Шероховатый «Комитет охраны мостов» сложно полюбить: он до некомфортности плотный, почти физиологически страшный, не все сюжетные линии в нем получают ясное разрешение — в общем, все так, как и происходит в жизни, если ты выбираешь не закрывать глаза. Верить в победу этой книги, как и вообще в победу сил добра, непросто.
3. «Создатель»
Михаил Визель
Рассказ о том, как один умный мальчик из хорошей семьи стал главным человеком в истории русскоязычного интернета. Носик придумал Gazeta.ru и Lenta.ru, был самым известным пользователем ЖЖ, вырастил целое поколение журналистов новой формации (в том числе и автора этой книги, который работал под его началом на «Ленте»), умер в пятьдесят один год и уже начал превращаться в миф.
Образ Носика стремительно стал бронзоветь — не в малой степени потому, что он крепко ассоциировался с самым свободным на вид этапом развития рунета и страны в целом, а после его смерти этой самой свободы с каждым годом становится все меньше. Но книга Визеля оказалась не хвалебной песнью главной звезде (причем шестиконечной) рунета, а сложным портретом сложного человека — стартапера, трикстера, возмутителя спокойствия и вообще человека столь же неоднозначного, как и страна, в которой он жил.

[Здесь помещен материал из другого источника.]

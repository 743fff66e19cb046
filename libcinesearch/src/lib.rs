//! Cinesearch - reactive search over a remotely fetched movie catalogue
//!
//! This library provides the core of a search screen: a result store that
//! bulk-fetches paged results concurrently, replay-latest observable values,
//! and a pipeline that keeps a filtered view in sync with live filter text.

pub mod config;
pub mod error;
pub mod events;
pub mod logging;
pub mod observable;
pub mod pipeline;
pub mod screen;
pub mod sources;
pub mod store;
pub mod types;

// Re-export commonly used types
pub use config::Config;
pub use error::{FetchError, Result, SearchError};
pub use observable::{Observable, Publisher, Subscription, Watcher};
pub use pipeline::{filter, SearchPipeline};
pub use screen::SearchScreen;
pub use sources::PageSource;
pub use store::{FetchOptions, FetchReport, ResultStore};
pub use types::{FilterText, Movie, ResultCollection, ViewState};
//! Page source abstraction and implementations
//!
//! A page source answers one question: what are the results on page `n`?
//! The result store fans out over pages and merges whatever comes back, so a
//! source only ever deals with a single page at a time.
//!
//! # Examples
//!
//! ```no_run
//! use libcinesearch::sources::{omdb::OmdbClient, PageSource};
//! use libcinesearch::config::ApiConfig;
//!
//! # async fn example() -> libcinesearch::Result<()> {
//! let mut api = ApiConfig::default();
//! api.api_key = Some("your-api-key".to_string());
//!
//! let source = OmdbClient::from_config(&api)?;
//! let movies = source.fetch_page(1).await?;
//! println!("{} results on page 1", movies.len());
//! # Ok(())
//! # }
//! ```

use async_trait::async_trait;

use crate::error::FetchError;
use crate::types::Movie;

pub mod omdb;

// Mock source is available for all builds (not just tests) to support integration tests
pub mod mock;

/// Source of paged search results
#[async_trait]
pub trait PageSource: Send + Sync {
    /// Fetch and decode a single page (1-based)
    ///
    /// # Errors
    ///
    /// Returns a page-scoped `FetchError`:
    /// - `Transport` when the request could not be completed
    /// - `Decode` when the body is not a valid page
    /// - `Upstream` when the API answered with an explicit failure
    async fn fetch_page(&self, page: u32) -> Result<Vec<Movie>, FetchError>;

    /// Short identifier used in logs (e.g., "omdb")
    fn name(&self) -> &str;
}
//! Core types for Cinesearch

use serde::{Deserialize, Serialize};
use std::sync::Arc;

/// A single search result
///
/// Decoded from the upstream API's capitalised field names; serialized back
/// out with snake_case names.
#[derive(Debug, Clone, PartialEq, Eq, Serialize, Deserialize)]
pub struct Movie {
    #[serde(rename(deserialize = "Title"))]
    pub title: String,

    #[serde(rename(deserialize = "Poster"))]
    pub poster_url: String,

    #[serde(rename(deserialize = "Year"), default)]
    pub year: Option<String>,

    #[serde(rename(deserialize = "imdbID"), default)]
    pub imdb_id: Option<String>,

    #[serde(rename(deserialize = "Type"), default)]
    pub kind: Option<String>,
}

impl Movie {
    pub fn new(title: impl Into<String>, poster_url: impl Into<String>) -> Self {
        Self {
            title: title.into(),
            poster_url: poster_url.into(),
            year: None,
            imdb_id: None,
            kind: None,
        }
    }
}

/// The full merged result set, replaced as a whole and never mutated in place
pub type ResultCollection = Arc<Vec<Movie>>;

/// Current filter text; `None` means no filter is active
pub type FilterText = Option<String>;

/// The list to render, always derived from a collection and a filter text
pub type ViewState = Arc<Vec<Movie>>;

/// One decoded page of search results
#[derive(Debug, Clone, Deserialize)]
pub struct SearchPage {
    #[serde(rename = "Search", default)]
    pub results: Vec<Movie>,

    #[serde(rename = "totalResults", default)]
    pub total_results: Option<String>,

    #[serde(rename = "Response")]
    pub response: String,

    #[serde(rename = "Error", default)]
    pub error: Option<String>,
}

impl SearchPage {
    /// Whether the API reported success for this page
    pub fn is_success(&self) -> bool {
        self.response.eq_ignore_ascii_case("true")
    }

    /// Total number of results across all pages, as reported upstream
    pub fn total_results(&self) -> Option<u64> {
        self.total_results.as_deref().and_then(|s| s.parse().ok())
    }
}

Это не только отличная биография, но и грустная книга о России, которую мы потеряли (и которая ни в коем случае не была идеальной — и все-таки как жаль ее).
2. «cнарк снарк»
Эдуард Веркин
Подававший когда‑то надежды с дебютным романом «Пчелиный хлеб» писатель приезжает в провинциальный городок Чагинск — работать над никому, в сущности, не нужной заказной книжкой про несуществующую славную историю этого самого городка. Работа в основном заключается в бесконечных разговорах с местными чинушами и городскими сумасшедшими (кажется, это разные люди, но не факт), хождении на бессмысленные мероприятия и поглощении чудовищного количества спиртного. Где‑то посередине первого тома в городке загадочно пропадают два подростка, но никто их особо не ищет. Семнадцать лет спустя бросивший пить и писать герой возвращается в Чагинск, чтобы все-таки раскрыть тайну исчезновения. Или нет.

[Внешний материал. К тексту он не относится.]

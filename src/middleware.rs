//! Request middleware: request-id tracing span and CORS pre-flight handling.
//!
//! The CORS response headers themselves are set by `SetResponseHeaderLayer`s in
//! the router so they land on every response, including the pre-flight 204
//! produced here.

use std::time::Instant;

use axum::{
    extract::Request,
    http::{Method, StatusCode},
    middleware::Next,
    response::{IntoResponse, Response},
};
use tracing::Instrument;
use uuid::Uuid;

/// Wraps the request in a span carrying a fresh request ID and logs completion.
///
/// Must be the outermost layer so the span covers the other middleware.
pub async fn request_id_layer(request: Request, next: Next) -> Response {
    let request_id = Uuid::new_v4();

    let span = tracing::info_span!(
        "request",
        request_id = %request_id,
        method = %request.method(),
        path = %request.uri().path(),
        duration_ms = tracing::field::Empty,
    );

    let start = Instant::now();

    async move {
        let response = next.run(request).await;
        let duration_ms = start.elapsed().as_millis() as u64;

        tracing::Span::current().record("duration_ms", duration_ms);
        tracing::info!(
            status = response.status().as_u16(),
            duration_ms,
            "Request completed"
        );

        response
    }
    .instrument(span)
    .await
}

/// Answers CORS pre-flight requests with 204 and an empty body.
///
/// OPTIONS requests never reach routing, so this holds for unknown paths too.
pub async fn preflight_layer(request: Request, next: Next) -> Response {
    if request.method() == Method::OPTIONS {
        return StatusCode::NO_CONTENT.into_response();
    }
    next.run(request).await
}

#[cfg(test)]
mod tests {
    use super::*;
    use axum::{body::Body, middleware, routing::get, Router};
    use http_body_util::BodyExt;
    use tower::ServiceExt;

    fn app() -> Router {
        Router::new()
            .route("/teapot", get(|| async { (StatusCode::IM_A_TEAPOT, "short and stout") }))
            .layer(middleware::from_fn(preflight_layer))
            .layer(middleware::from_fn(request_id_layer))
    }

    async fn send(method: Method) -> (StatusCode, String) {
        let response = app()
            .oneshot(
                axum::http::Request::builder()
                    .method(method)
                    .uri("/teapot")
                    .body(Body::empty())
                    .unwrap(),
            )
            .await
            .unwrap();
        let status = response.status();
        let body = response.into_body().collect().await.unwrap().to_bytes();
        (status, String::from_utf8_lossy(&body).into_owned())
    }

    #[tokio::test]
    async fn test_request_id_layer_passes_response_through() {
        let (status, body) = send(Method::GET).await;
        assert_eq!(status, StatusCode::IM_A_TEAPOT);
        assert_eq!(body, "short and stout");
    }

    #[tokio::test]
    async fn test_preflight_layer_short_circuits_options() {
        let (status, body) = send(Method::OPTIONS).await;
        assert_eq!(status, StatusCode::NO_CONTENT);
        assert!(body.is_empty());
    }
}
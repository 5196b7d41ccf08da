//! Handler for the chart data endpoint.

use axum::{extract::State, Json};
use tracing::instrument;

use crate::error::AppError;
use crate::record::{Envelope, Record};
use crate::state::AppState;

/// Returns every record of `template_data`, ordered by id, in an "ok" envelope.
///
/// Any database failure becomes a plain-text 500 with no partial data.
#[instrument(name = "chart_data::list", skip(state))]
pub async fn list(State(state): State<AppState>) -> Result<Json<Envelope<Vec<Record>>>, AppError> {
    let records = state.records.fetch_records().await?;
    Ok(Json(Envelope::ok(records)))
}
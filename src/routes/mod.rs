//! HTTP routes and the middleware stack.
//!
//! Every response carries permissive CORS headers, and OPTIONS requests are
//! answered with 204 before routing. Request tracing is enabled via middleware
//! that generates a unique request ID for each incoming request.

pub mod chart_data;
pub mod health;

use axum::{
    http::StatusCode,
    middleware,
    response::IntoResponse,
    routing::get,
    Router,
};
use http::header::{
    HeaderValue, ACCESS_CONTROL_ALLOW_HEADERS, ACCESS_CONTROL_ALLOW_METHODS,
    ACCESS_CONTROL_ALLOW_ORIGIN,
};
use tower_http::set_header::SetResponseHeaderLayer;

use crate::config::{
    CHART_DATA_PATH, CORS_ALLOW_HEADERS, CORS_ALLOW_METHODS, CORS_ALLOW_ORIGIN, HEALTH_PATH,
};
use crate::middleware::{preflight_layer, request_id_layer};
use crate::state::AppState;

/// Creates the Axum router with all routes, CORS headers and request tracing.
pub fn create_router(state: AppState) -> Router {
    Router::new()
        .route(CHART_DATA_PATH, get(chart_data::list))
        .route(HEALTH_PATH, get(health::health))
        .fallback(not_found)
        .with_state(state)
        // Pre-flight short circuit, inside the header layers so the 204 gets them too
        .layer(middleware::from_fn(preflight_layer))
        .layer(SetResponseHeaderLayer::overriding(
            ACCESS_CONTROL_ALLOW_ORIGIN,
            HeaderValue::from_static(CORS_ALLOW_ORIGIN),
        ))
        .layer(SetResponseHeaderLayer::overriding(
            ACCESS_CONTROL_ALLOW_METHODS,
            HeaderValue::from_static(CORS_ALLOW_METHODS),
        ))
        .layer(SetResponseHeaderLayer::overriding(
            ACCESS_CONTROL_ALLOW_HEADERS,
            HeaderValue::from_static(CORS_ALLOW_HEADERS),
        ))
        // Request ID middleware - creates root span with request_id for correlation
        .layer(middleware::from_fn(request_id_layer))
}

async fn not_found() -> impl IntoResponse {
    (StatusCode::NOT_FOUND, "Not found")
}
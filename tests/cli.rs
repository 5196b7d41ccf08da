//! Startup behaviour of the server binary.
//!
//! Run with: cargo test --test cli

use std::process::Command;

fn server() -> Command {
    let mut command = Command::new(env!("CARGO_BIN_EXE_chart-data-server"));
    command.env_remove("RUST_LOG");
    command
}

#[test]
fn missing_config_file_is_logged_and_exits_non_zero() {
    let output = server()
        .args(["--config", "/nonexistent/chart-data.toml", "--log-level", "info"])
        .output()
        .expect("Failed to run server binary");

    assert!(!output.status.success());
    let logs = format!(
        "{}{}",
        String::from_utf8_lossy(&output.stdout),
        String::from_utf8_lossy(&output.stderr)
    );
    assert!(
        logs.contains("Failed to load configuration"),
        "logs were: {}",
        logs
    );
}

#[test]
fn invalid_port_is_logged_and_exits_non_zero() {
    let output = server()
        .env("PORT", "not-a-port")
        .args(["--log-level", "info"])
        .output()
        .expect("Failed to run server binary");

    assert!(!output.status.success());
    let stdout = String::from_utf8_lossy(&output.stdout);
    assert!(stdout.contains("Failed to load configuration"), "stdout was: {}", stdout);
    assert!(stdout.contains("PORT"), "stdout was: {}", stdout);
}
//! Shared application state for request handlers.

use std::sync::Arc;

use crate::db::RecordSource;

/// Shared application state, cloneable across handlers via Arc-wrapped fields.
///
/// Holds the record source that backs the chart data endpoint. Nothing in it
/// is mutated after startup.
#[derive(Clone)]
pub struct AppState {
    pub records: Arc<dyn RecordSource>,
}

impl AppState {
    /// Creates a new application state around the given record source.
    pub fn new<S: RecordSource + 'static>(records: S) -> Self {
        Self {
            records: Arc::new(records),
        }
    }
}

Аннотация чудовищных размеров двухтомника (полторы тысячи страниц!) обещает читателям русское «Оно», но на самом деле это русский «Твин Пикс». Вместо кофе — дешевое пиво, вместо вишневого пирога — растебяка (местный гибрид расстегая и кулебяки), вместо дамы с поленом — старуха с велосипедом, вместо Боба — шушун. Гиперреализм и абсурд перетекают друг в друга, сливаясь в финале в липком экстазе.
Во-первых, это действительно большая книга — в самом буквальном смысле. Во-вторых, обходя самые опасные темы современности, она при этом сообщает о сегодняшней России очень многое. Ну и еще она страшно увлекательна.
1. «Роза»
Оксана Васякина
В завершающем — и, кажется, лучшем — романе автофикшен-трилогии Оксана Васякина обращается к фигуре своей тети Светланы. Светлана — младшая сестра матери, которой была посвящена «Рана», и в некотором смысле ее противоположность: она проживает короткую и неприметную жизнь, временами почти не вставая с дивана, и сгорает от туберкулеза, как героиня романтической прозы позапрошлого века. Только романтики здесь никакой нет.
На одной из страниц Васякина говорит, что письмо для нее — это безопасный способ почувствовать себя живой, на другой — что литература это разговор с мертвыми. Ее книги сотканы из таких парадоксов. Мало кто может с такой любовью писать о нелюбви, так увлекательно — о, в сущности, простом. И главное — это умная книга, которая не кичится своей умностью: цитируя Манна и рассуждая о Мунке, Васякина пишет очень узнаваемую историю, которая требует от читателя не столько терпения и начитанности, сколько эмпатии, милосердия и внимания.
В идеальном мире не было бы в России премии, чьей лауреаткой не стала бы Оксана Васякина. Но идеального мира в нашем распоряжении не имеется.